Before the success of Myst, Rand and Robyn Miller released The Manhole, Spelunx, and Cosmic Osmo and the Worlds Beyond the Mackerel.

Miller, his brother, and the company they founded came to international prominence with the success of Myst in 1993 and its sequel Riven in 1997, both of which broke sales records.

Following the success of Myst and Riven, Miller spent nearly seven years spearheading the development of Uru: Ages Beyond Myst, an online massively multiplayer extension of the Myst franchise. Miller noted that "the essence of Uru was people love to explore and the fault in the one-off games is you get to explore until it stops. Well, what if it didn't stop? What if the worlds continued?"

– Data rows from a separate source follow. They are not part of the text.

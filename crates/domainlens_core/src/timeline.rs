use chrono::{DateTime, Utc};

use crate::state::{AnalysisReport, BatchSummary};

pub type MessageId = u64;

/// One conversation entry. Closed over every shape a consumer can meet,
/// so rendering and tests pattern-match exhaustively.
#[derive(Debug, Clone, PartialEq)]
pub enum MessageBody {
    /// Text the local user submitted.
    UserText(String),
    /// Plain text from the service or the orchestrator.
    SystemText(String),
    /// A completed single-email analysis.
    SystemAnalysis(AnalysisReport),
    /// Progress or final snapshot of a batch job.
    SystemBatchSummary(BatchSummary),
    /// Transient placeholder for an in-flight submission.
    Loading(String),
}

#[derive(Debug, Clone, PartialEq)]
pub struct Entry {
    pub id: MessageId,
    pub timestamp: DateTime<Utc>,
    pub body: MessageBody,
}

/// Ordered, mutable log of conversation entries.
///
/// Ids are assigned monotonically and are unique for the lifetime of the
/// timeline. Append order is the only ordering signal; entries never move
/// after insertion, they can only be removed.
#[derive(Debug, Clone, PartialEq, Default)]
pub struct Timeline {
    next_id: MessageId,
    entries: Vec<Entry>,
}

impl Timeline {
    pub fn new() -> Self {
        Self::default()
    }

    /// Appends a new entry and returns its id.
    pub fn append(&mut self, body: MessageBody) -> MessageId {
        self.next_id += 1;
        let id = self.next_id;
        self.entries.push(Entry {
            id,
            timestamp: Utc::now(),
            body,
        });
        id
    }

    /// Replaces the body of an existing entry, preserving its id and its
    /// position in iteration order. Returns false when the id is unknown.
    pub fn update(&mut self, id: MessageId, body: MessageBody) -> bool {
        match self.entries.iter_mut().find(|entry| entry.id == id) {
            Some(entry) => {
                entry.body = body;
                true
            }
            None => false,
        }
    }

    /// Removes an entry. Removing a nonexistent id is a no-op.
    pub fn remove(&mut self, id: MessageId) {
        self.entries.retain(|entry| entry.id != id);
    }

    pub fn get(&self, id: MessageId) -> Option<&Entry> {
        self.entries.iter().find(|entry| entry.id == id)
    }

    pub fn entries(&self) -> &[Entry] {
        &self.entries
    }

    pub fn len(&self) -> usize {
        self.entries.len()
    }

    pub fn is_empty(&self) -> bool {
        self.entries.is_empty()
    }

    /// Number of `Loading` placeholders currently present.
    pub fn loading_count(&self) -> usize {
        self.entries
            .iter()
            .filter(|entry| matches!(entry.body, MessageBody::Loading(_)))
            .count()
    }
}

#[cfg(test)]
mod tests {
    use super::{MessageBody, Timeline};

    #[test]
    fn append_assigns_monotonic_unique_ids() {
        let mut timeline = Timeline::new();
        let a = timeline.append(MessageBody::UserText("one".into()));
        let b = timeline.append(MessageBody::UserText("two".into()));
        assert!(b > a);
        let ids: Vec<_> = timeline.entries().iter().map(|e| e.id).collect();
        assert_eq!(ids, vec![a, b]);
    }

    #[test]
    fn update_preserves_id_and_position() {
        let mut timeline = Timeline::new();
        let first = timeline.append(MessageBody::SystemText("first".into()));
        let middle = timeline.append(MessageBody::SystemText("progress 1".into()));
        let last = timeline.append(MessageBody::SystemText("last".into()));

        assert!(timeline.update(middle, MessageBody::SystemText("progress 2".into())));

        let ids: Vec<_> = timeline.entries().iter().map(|e| e.id).collect();
        assert_eq!(ids, vec![first, middle, last]);
        assert_eq!(
            timeline.get(middle).map(|e| &e.body),
            Some(&MessageBody::SystemText("progress 2".into()))
        );
    }

    #[test]
    fn update_unknown_id_reports_false() {
        let mut timeline = Timeline::new();
        assert!(!timeline.update(99, MessageBody::SystemText("ghost".into())));
    }

    #[test]
    fn remove_missing_id_is_a_noop() {
        let mut timeline = Timeline::new();
        let id = timeline.append(MessageBody::Loading("working".into()));
        timeline.remove(id + 1);
        assert_eq!(timeline.len(), 1);
        timeline.remove(id);
        assert!(timeline.is_empty());
        timeline.remove(id);
        assert!(timeline.is_empty());
    }

    #[test]
    fn ids_are_not_reused_after_removal() {
        let mut timeline = Timeline::new();
        let first = timeline.append(MessageBody::Loading("working".into()));
        timeline.remove(first);
        let second = timeline.append(MessageBody::SystemText("done".into()));
        assert!(second > first);
    }
}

Upon its release in 2003, Uru was a commercial failure. Online services were ceased by original publisher Ubisoft in 2004. Despite this earlier setback, Cyan Worlds announced in Los Angeles at E3 2006 that they would be partnering with GameTap to bring Uru Live online again. On February 15, 2007, Myst Online: Uru Live was released. However, this version also failed to attain sufficient popularity and was shut down in 2008.

Urus failure caused Cyan Worlds to briefly cease operations.

Miller appeared shocked by Uru Lives ultimate failure, as reflected in his letter to the Uru Live community, which he wrote to explain why the game had to be shut down for an indefinite amount of time. In a previous interview, Miller had stated that finance from outside investment, not technology, was the reason for the failed project: "I think the biggest failure was running out of money, and thus running out of time, and thus losing control of our own destiny. No matter what promises are made or common goals are agreed upon, whoever pays the bills has the final say."

On October 17, 2013, Miller announced the development of Obduction, intended to serve as the spiritual successor to the Myst series, via a Kickstarter campaign. The game was released in 2016 (for PC) and 2017 (for Mac OS). Reviews for Obduction were largely positive.

== Personal life ==

Miller lives in Spokane, Washington, and has a wife, Debbie, three daughters, and two stepdaughters.